Though the Food and Drug Administration is not under any obligation to abide by what its advisory panels have recommended the enthusiasm expressed is an indication that approval of the vaccine is almost guaranteed in the coming weeks.
In GSK’s portfolio of drugs that are in the pipeline, Shingrix ranks highly in importance since it is projected to reach blockbuster status in six years’ time. Zostavax received FDA approval a little over a decade ago and is this year forecast to reach sales of approximately $730 million. Competition in the coming years is however expected to lead to declining sales in the ensuing period.
A shingles outbreak is more likely to happen to older people. The disease occurs when the virus responsible for causing chickenpox, varicella-zoster, is reactivated. In people who have suffered from chickenpox, the virus remains dormant.
During the clinical trials, Shingrix demonstrated that it offered more protection against shingles in older recipients compared to the efficacy offered by Zostavax. In the case of Shingrix the vaccine was still around 90% effective among the 70-and-over age group four years after the injection. The effectiveness of Zostavax, on the other hand, declined over time.

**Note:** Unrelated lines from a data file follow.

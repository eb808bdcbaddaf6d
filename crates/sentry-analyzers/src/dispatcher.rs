//! Per-connection analyzer dispatch (spec.md §4.10): content classification
//! always runs first, then one protocol analyzer is chosen by port, then a
//! single signature scan covering whatever keys that analyzer produced.

use sentry_reassembly::Connection;
use sentry_signatures::{Detect, Request, SignatureDetector};

use crate::{content, dns, http, http2, tls};

const PORT_HTTP: u16 = 80;
const PORT_HTTPS: u16 = 443;
const PORT_HTTPS_ALT: u16 = 8443;
const PORT_DNS: u16 = 53;

fn port_matches(conn: &Connection, port: u16) -> bool {
    conn.source_port == port || conn.destination_port == port
}

/// Run content classification, the matching protocol analyzer, and a
/// signature scan against `conn`, writing analyzer results directly onto
/// it and returning whatever signatures matched.
pub fn dispatch(conn: &mut Connection, detector: &SignatureDetector) -> Vec<Detect> {
    match content::analyze(&conn.payload) {
        Ok(result) => conn.set_analyzer("content", &result),
        Err(err) => tracing::debug!(uid = conn.uid, %err, "content analyzer skipped"),
    }

    let mut request = Request { ip: Some(conn.destination_ip.clone()), port: Some(conn.destination_port), ..Request::default() };

    if port_matches(conn, PORT_HTTP) {
        match http::analyze(&conn.payload) {
            Ok(parsed) => {
                request.tracker_url = Some(http::tracker_url(&parsed));
                conn.set_analyzer("http", &parsed);
            }
            Err(err) => tracing::debug!(uid = conn.uid, %err, "HTTP/1 analyzer skipped"),
        }
    } else if port_matches(conn, PORT_HTTPS) || port_matches(conn, PORT_HTTPS_ALT) {
        match tls::analyze(&conn.payload) {
            Ok(parsed) => {
                request.cert_sha1 = parsed.certificate.as_ref().map(|c| c.sha1.clone());
                let detected_http2 = parsed
                    .application_data
                    .as_ref()
                    .and_then(|app| app.detected_protocol.as_deref())
                    == Some("HTTP/2");
                conn.set_analyzer("tls", &parsed);

                if detected_http2 {
                    // The cleartext body sits past the 5-byte TLS record
                    // header the ApplicationData heuristic matched against.
                    if let Some(body) = conn.payload.get(5..) {
                        if let Ok(parsed) = http2::analyze(body) {
                            conn.set_analyzer("http2", &parsed);
                        }
                    }
                }
            }
            Err(err) => {
                tracing::debug!(uid = conn.uid, %err, "TLS analyzer skipped");
                // Best-effort fallback: some deployments run HTTP/2 in the
                // clear (h2c) on the TLS port during migration. This never
                // covers a genuine TLS session, whose bytes are encrypted
                // past the handshake.
                if http2::looks_like_http2(&conn.payload) {
                    if let Ok(parsed) = http2::analyze(&conn.payload) {
                        conn.set_analyzer("http2", &parsed);
                    }
                }
            }
        }
    } else if port_matches(conn, PORT_DNS) {
        match dns::analyze(&conn.payload) {
            Ok(parsed) => conn.set_analyzer("dns", &parsed),
            Err(err) => tracing::debug!(uid = conn.uid, %err, "DNS analyzer skipped"),
        }
    }

    detector.scan(&request)
}

#[cfg(test)]
mod tests {
    use super::*;
    use sentry_reassembly::TransportType;

    fn connection(port: u16, payload: Vec<u8>) -> Connection {
        let mut conn = Connection::default();
        conn.destination_port = port;
        conn.destination_ip = "93.184.216.34".into();
        conn.transport_type = TransportType::Tcp;
        conn.payload = payload;
        conn
    }

    #[test]
    fn http_connection_sets_http_key_and_scans_tracker_url() {
        let detector = SignatureDetector::new();
        detector.insert_tracker("example.com/evil".into(), "blocklist".into(), 7);

        let mut conn = connection(80, b"GET /evil HTTP/1.1\r\nHost: example.com\r\n\r\n".to_vec());
        let hits = dispatch(&mut conn, &detector);

        assert!(conn.analyzers.contains_key("http"));
        assert_eq!(hits.len(), 1);
        assert_eq!(hits[0].kind, "tracker");
    }

    #[test]
    fn dns_connection_sets_dns_key() {
        let detector = SignatureDetector::new();
        let mut payload = vec![0x12, 0x34, 0x01, 0x00, 0, 1, 0, 0, 0, 0, 0, 0];
        payload.extend_from_slice(b"\x07example\x03com\x00");
        payload.extend_from_slice(&1u16.to_be_bytes());
        payload.extend_from_slice(&1u16.to_be_bytes());

        let mut conn = connection(53, payload);
        dispatch(&mut conn, &detector);
        assert!(conn.analyzers.contains_key("dns"));
    }

    #[test]
    fn tls_port_with_http2_application_data_also_runs_http2() {
        let detector = SignatureDetector::new();
        let mut payload = vec![23, 0x03, 0x03]; // ApplicationData record, TLS 1.2
        let body = b"PRI * HTTP/2.0\r\n\r\nSM\r\n\r\n".to_vec();
        payload.extend_from_slice(&(body.len() as u16).to_be_bytes());
        payload.extend_from_slice(&body);

        let mut conn = connection(443, payload);
        dispatch(&mut conn, &detector);

        assert!(conn.analyzers.contains_key("tls"));
        assert!(conn.analyzers.contains_key("http2"));
    }

    #[test]
    fn unrecognized_port_only_runs_content() {
        let detector = SignatureDetector::new();
        let mut conn = connection(9999, b"plain text body".to_vec());
        dispatch(&mut conn, &detector);
        assert!(conn.analyzers.contains_key("content"));
        assert!(!conn.analyzers.contains_key("http"));
        assert!(!conn.analyzers.contains_key("tls"));
    }
}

“This is a new generation of vaccine, which really has overcome the age-related decline in immunity,” said GSK Vaccines’ chief medical officer, Thomas Breuer, in an interview with Reuters.
Besides GSK, Agenus Inc is also expected to benefit once Shingrix gets to the market as the firm is entitled to royalties since it owns the rights to the component that boosts efficacy in the vaccine.
On Wednesday shares of GlaxoSmithKline Plc fell by 0.67% to close the day at $40.10.